*** Data records ***
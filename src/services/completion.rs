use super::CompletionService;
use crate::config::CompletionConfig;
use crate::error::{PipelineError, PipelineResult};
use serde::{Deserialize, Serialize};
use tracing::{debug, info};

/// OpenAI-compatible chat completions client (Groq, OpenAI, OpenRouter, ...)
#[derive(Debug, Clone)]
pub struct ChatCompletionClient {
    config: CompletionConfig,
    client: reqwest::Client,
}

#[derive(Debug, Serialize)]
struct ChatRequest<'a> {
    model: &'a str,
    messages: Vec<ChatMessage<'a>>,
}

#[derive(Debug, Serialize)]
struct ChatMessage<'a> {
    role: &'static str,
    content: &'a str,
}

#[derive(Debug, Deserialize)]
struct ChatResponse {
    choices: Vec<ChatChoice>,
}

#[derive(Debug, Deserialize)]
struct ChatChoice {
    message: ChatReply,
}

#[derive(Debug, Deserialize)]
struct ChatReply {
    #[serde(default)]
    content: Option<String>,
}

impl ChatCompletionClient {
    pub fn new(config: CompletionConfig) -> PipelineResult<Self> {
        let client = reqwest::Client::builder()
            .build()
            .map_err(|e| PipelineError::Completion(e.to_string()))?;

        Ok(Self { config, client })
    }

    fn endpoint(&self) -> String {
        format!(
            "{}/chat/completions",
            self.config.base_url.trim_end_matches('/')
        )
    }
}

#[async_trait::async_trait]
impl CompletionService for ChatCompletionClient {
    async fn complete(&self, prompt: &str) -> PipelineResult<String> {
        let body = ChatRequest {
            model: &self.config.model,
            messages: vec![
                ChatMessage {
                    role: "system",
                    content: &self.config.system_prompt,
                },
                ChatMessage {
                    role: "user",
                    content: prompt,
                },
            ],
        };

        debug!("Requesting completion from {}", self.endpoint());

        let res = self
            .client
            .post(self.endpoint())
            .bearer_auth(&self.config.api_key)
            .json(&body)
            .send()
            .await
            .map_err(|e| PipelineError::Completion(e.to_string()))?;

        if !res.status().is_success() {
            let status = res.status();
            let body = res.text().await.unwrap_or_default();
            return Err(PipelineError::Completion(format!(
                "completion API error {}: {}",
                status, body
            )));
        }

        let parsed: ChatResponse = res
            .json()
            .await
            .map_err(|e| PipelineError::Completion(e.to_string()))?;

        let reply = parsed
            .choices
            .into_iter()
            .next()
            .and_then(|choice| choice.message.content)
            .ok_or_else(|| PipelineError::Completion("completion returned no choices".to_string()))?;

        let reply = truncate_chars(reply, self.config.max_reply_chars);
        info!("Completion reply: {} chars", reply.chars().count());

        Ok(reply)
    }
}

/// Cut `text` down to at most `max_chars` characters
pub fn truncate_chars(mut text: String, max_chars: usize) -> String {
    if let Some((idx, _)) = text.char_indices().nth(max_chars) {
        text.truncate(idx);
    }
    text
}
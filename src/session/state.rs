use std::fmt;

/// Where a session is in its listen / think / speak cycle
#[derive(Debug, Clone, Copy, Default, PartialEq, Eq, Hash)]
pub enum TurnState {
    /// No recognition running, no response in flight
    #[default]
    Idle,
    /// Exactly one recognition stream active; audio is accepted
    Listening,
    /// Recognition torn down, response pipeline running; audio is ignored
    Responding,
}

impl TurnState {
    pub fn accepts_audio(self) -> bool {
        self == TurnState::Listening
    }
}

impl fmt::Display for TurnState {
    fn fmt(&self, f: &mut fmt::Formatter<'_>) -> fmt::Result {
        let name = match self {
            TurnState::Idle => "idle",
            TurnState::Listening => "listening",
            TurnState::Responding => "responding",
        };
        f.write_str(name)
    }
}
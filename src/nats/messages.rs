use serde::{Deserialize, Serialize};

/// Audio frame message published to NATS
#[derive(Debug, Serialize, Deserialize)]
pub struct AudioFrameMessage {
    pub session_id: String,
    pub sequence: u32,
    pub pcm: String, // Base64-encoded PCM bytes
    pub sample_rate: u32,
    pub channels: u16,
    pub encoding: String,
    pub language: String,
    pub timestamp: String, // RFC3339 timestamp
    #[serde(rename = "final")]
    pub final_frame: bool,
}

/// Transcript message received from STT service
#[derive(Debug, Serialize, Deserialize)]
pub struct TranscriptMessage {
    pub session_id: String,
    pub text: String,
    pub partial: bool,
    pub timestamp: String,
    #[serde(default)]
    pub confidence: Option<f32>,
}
*** End of Data records ***
*** Data records ***
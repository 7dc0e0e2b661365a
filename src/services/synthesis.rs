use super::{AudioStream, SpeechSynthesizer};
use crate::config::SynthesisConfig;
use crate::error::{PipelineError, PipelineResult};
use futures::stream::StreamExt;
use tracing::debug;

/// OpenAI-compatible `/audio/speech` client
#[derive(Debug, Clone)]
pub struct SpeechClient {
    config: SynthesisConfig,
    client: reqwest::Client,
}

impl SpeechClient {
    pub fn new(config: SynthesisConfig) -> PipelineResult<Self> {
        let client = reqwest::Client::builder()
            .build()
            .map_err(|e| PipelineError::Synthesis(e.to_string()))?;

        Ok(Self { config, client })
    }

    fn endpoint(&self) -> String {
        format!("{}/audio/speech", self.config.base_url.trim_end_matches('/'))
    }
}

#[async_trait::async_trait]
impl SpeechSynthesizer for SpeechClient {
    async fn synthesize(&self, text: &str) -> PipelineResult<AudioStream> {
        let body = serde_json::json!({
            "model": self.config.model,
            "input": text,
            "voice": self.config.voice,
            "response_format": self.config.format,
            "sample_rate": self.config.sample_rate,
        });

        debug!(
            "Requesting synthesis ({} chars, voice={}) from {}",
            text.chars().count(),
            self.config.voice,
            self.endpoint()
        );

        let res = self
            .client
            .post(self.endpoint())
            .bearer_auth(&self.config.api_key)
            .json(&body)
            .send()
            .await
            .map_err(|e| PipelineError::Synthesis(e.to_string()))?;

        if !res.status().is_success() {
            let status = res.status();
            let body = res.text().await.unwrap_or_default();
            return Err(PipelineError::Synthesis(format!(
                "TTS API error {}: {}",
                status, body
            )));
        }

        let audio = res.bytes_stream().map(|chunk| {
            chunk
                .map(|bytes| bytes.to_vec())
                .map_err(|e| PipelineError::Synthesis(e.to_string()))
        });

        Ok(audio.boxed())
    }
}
*** End of Data records ***
### Problem requirements
The range runs from the line above containing "response in flight" to the line containing "from STT service", inclusive. Restate those lines word for word and no others.

### Completed exercise
    /// No recognition running, no response in flight
    #[default]
    Idle,
    /// Exactly one recognition stream active; audio is accepted
    Listening,
    /// Recognition torn down, response pipeline running; audio is ignored
    Responding,
}

impl TurnState {
    pub fn accepts_audio(self) -> bool {
        self == TurnState::Listening
    }
}

impl fmt::Display for TurnState {
    fn fmt(&self, f: &mut fmt::Formatter<'_>) -> fmt::Result {
        let name = match self {
            TurnState::Idle => "idle",
            TurnState::Listening => "listening",
            TurnState::Responding => "responding",
        };
        f.write_str(name)
    }
}
filename src/nats/messages.rs
use serde::{Deserialize, Serialize};

/// Audio frame message published to NATS
#[derive(Debug, Serialize, Deserialize)]
pub struct AudioFrameMessage {
    pub session_id: String,
    pub sequence: u32,
    pub pcm: String, // Base64-encoded PCM bytes
    pub sample_rate: u32,
    pub channels: u16,
    pub encoding: String,
    pub language: String,
    pub timestamp: String, // RFC3339 timestamp
    #[serde(rename = "final")]
    pub final_frame: bool,
}

/// Transcript message received from STT service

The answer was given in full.